__Your objective__
Find the line holding "filename src/middleware/response.rs" in the entries below. Give it again exactly, along with every line after it up to and including the line holding "let status = self.status_code.unwrap_or(StatusCode::OK);".

====== Stored data ======

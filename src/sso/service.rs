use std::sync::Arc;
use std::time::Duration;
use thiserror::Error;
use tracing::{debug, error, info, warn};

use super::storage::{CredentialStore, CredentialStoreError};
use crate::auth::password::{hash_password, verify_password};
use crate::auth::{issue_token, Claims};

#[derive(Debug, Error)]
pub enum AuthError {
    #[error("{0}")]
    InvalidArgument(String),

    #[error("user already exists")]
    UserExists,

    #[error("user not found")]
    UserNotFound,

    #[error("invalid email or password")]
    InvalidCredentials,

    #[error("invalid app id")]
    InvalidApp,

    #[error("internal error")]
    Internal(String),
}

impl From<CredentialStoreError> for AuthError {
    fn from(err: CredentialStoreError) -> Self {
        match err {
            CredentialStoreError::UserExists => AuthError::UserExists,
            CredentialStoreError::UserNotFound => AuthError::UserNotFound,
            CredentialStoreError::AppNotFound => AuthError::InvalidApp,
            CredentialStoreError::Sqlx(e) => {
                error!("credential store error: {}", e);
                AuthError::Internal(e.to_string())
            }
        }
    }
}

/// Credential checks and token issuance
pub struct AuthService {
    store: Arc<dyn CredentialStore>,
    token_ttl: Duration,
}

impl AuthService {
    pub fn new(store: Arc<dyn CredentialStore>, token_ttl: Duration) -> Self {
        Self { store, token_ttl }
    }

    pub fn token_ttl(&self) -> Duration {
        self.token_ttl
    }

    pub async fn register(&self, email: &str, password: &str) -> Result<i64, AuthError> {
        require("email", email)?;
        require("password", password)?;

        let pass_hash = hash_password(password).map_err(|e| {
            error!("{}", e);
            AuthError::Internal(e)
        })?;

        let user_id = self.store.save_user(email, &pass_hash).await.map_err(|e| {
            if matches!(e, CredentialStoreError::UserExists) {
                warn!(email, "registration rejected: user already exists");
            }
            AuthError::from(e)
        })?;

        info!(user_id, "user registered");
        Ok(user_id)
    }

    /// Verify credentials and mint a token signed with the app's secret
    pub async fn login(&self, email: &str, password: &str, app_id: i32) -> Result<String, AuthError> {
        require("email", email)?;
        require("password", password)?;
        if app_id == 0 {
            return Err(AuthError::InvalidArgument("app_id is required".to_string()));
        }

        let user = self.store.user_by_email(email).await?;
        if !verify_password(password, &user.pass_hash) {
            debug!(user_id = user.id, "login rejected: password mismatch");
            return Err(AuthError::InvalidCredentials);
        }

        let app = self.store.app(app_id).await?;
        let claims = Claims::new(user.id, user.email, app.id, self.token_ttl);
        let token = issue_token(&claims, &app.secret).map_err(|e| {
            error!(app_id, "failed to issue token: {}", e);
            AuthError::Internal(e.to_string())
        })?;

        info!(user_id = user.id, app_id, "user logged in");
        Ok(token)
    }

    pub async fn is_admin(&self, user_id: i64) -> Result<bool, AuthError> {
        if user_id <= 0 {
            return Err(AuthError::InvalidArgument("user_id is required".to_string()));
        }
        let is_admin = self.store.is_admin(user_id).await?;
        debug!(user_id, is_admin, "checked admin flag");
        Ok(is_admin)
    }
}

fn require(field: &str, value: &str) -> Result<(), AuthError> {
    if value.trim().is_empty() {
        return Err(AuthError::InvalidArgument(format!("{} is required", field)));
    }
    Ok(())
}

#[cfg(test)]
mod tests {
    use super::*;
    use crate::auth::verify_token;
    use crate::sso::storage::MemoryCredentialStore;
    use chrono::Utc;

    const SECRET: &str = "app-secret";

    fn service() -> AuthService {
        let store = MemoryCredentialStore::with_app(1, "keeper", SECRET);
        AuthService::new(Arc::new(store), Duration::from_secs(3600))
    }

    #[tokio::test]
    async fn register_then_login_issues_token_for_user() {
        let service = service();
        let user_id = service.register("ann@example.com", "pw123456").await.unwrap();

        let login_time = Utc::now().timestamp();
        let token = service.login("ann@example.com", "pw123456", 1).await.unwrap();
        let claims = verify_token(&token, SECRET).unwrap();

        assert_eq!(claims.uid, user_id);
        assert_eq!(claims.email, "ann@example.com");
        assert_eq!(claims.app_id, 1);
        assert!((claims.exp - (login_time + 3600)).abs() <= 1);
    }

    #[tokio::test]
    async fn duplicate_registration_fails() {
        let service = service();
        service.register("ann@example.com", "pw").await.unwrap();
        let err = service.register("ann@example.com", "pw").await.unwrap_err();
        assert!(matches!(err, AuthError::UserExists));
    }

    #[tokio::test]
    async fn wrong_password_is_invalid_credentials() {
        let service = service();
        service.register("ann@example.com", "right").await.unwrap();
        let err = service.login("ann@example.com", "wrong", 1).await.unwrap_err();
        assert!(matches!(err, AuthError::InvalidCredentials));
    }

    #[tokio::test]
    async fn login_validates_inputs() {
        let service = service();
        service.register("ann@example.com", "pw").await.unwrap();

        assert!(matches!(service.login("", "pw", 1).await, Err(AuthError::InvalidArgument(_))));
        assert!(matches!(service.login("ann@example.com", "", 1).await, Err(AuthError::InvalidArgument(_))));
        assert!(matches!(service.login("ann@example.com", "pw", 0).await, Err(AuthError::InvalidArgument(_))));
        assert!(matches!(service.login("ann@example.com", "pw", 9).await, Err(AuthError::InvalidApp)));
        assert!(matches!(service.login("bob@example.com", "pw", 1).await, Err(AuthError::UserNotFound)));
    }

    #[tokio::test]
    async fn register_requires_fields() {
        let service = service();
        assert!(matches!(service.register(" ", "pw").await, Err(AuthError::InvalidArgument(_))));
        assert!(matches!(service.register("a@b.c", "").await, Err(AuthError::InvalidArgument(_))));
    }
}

======
====== Stored data ======

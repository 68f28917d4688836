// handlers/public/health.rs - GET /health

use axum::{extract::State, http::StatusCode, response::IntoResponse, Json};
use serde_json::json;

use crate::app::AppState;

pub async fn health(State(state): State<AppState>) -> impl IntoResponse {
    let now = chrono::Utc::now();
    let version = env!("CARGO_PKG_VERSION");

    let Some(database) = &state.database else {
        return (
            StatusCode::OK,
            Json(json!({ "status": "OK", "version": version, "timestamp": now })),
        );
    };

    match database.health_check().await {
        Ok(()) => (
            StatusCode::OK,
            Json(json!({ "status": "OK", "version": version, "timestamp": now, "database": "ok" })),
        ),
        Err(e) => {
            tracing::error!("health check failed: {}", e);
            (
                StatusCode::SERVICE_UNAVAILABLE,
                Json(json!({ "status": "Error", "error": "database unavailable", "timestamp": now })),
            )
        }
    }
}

======
====== Stored data ======

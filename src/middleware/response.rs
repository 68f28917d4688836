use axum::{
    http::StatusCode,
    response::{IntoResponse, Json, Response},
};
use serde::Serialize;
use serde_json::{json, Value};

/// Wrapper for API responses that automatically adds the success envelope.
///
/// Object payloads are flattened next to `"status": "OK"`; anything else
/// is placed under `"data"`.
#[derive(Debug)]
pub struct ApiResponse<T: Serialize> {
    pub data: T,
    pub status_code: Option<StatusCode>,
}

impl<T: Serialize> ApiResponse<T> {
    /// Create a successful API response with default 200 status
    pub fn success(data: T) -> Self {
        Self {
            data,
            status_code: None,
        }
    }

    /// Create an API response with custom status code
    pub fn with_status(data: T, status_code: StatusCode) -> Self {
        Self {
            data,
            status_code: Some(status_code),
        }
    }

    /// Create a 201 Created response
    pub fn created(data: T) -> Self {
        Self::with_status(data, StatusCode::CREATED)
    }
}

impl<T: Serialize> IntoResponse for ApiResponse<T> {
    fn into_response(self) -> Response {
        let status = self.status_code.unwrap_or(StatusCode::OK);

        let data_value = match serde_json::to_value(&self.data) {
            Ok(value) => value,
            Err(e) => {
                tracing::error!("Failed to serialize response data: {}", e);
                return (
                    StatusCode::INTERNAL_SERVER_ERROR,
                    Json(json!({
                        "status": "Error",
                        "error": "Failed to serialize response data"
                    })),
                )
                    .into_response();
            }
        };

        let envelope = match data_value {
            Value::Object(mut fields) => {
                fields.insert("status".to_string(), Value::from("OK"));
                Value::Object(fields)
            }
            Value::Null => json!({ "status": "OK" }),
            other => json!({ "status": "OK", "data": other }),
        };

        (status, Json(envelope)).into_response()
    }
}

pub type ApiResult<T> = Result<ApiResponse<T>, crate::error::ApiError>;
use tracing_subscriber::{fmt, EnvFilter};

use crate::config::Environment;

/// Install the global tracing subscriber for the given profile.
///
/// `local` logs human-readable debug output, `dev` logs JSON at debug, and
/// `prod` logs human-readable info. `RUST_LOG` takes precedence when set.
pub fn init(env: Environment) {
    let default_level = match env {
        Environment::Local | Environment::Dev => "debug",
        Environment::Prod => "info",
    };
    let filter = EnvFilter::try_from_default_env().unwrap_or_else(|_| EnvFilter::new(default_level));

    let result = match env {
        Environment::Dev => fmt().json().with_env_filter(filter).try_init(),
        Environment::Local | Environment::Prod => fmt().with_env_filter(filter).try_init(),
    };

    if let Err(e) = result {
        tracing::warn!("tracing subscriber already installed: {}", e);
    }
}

======

__Written response__
filename src/middleware/response.rs
repository 68f28917d4688836
use axum::{
    http::StatusCode,
    response::{IntoResponse, Json, Response},
};
use serde::Serialize;
use serde_json::{json, Value};

/// Wrapper for API responses that automatically adds the success envelope.
///
/// Object payloads are flattened next to `"status": "OK"`; anything else
/// is placed under `"data"`.
#[derive(Debug)]
pub struct ApiResponse<T: Serialize> {
    pub data: T,
    pub status_code: Option<StatusCode>,
}

impl<T: Serialize> ApiResponse<T> {
    /// Create a successful API response with default 200 status
    pub fn success(data: T) -> Self {
        Self {
            data,
            status_code: None,
        }
    }

    /// Create an API response with custom status code
    pub fn with_status(data: T, status_code: StatusCode) -> Self {
        Self {
            data,
            status_code: Some(status_code),
        }
    }

    /// Create a 201 Created response
    pub fn created(data: T) -> Self {
        Self::with_status(data, StatusCode::CREATED)
    }
}

impl<T: Serialize> IntoResponse for ApiResponse<T> {
    fn into_response(self) -> Response {
        let status = self.status_code.unwrap_or(StatusCode::OK);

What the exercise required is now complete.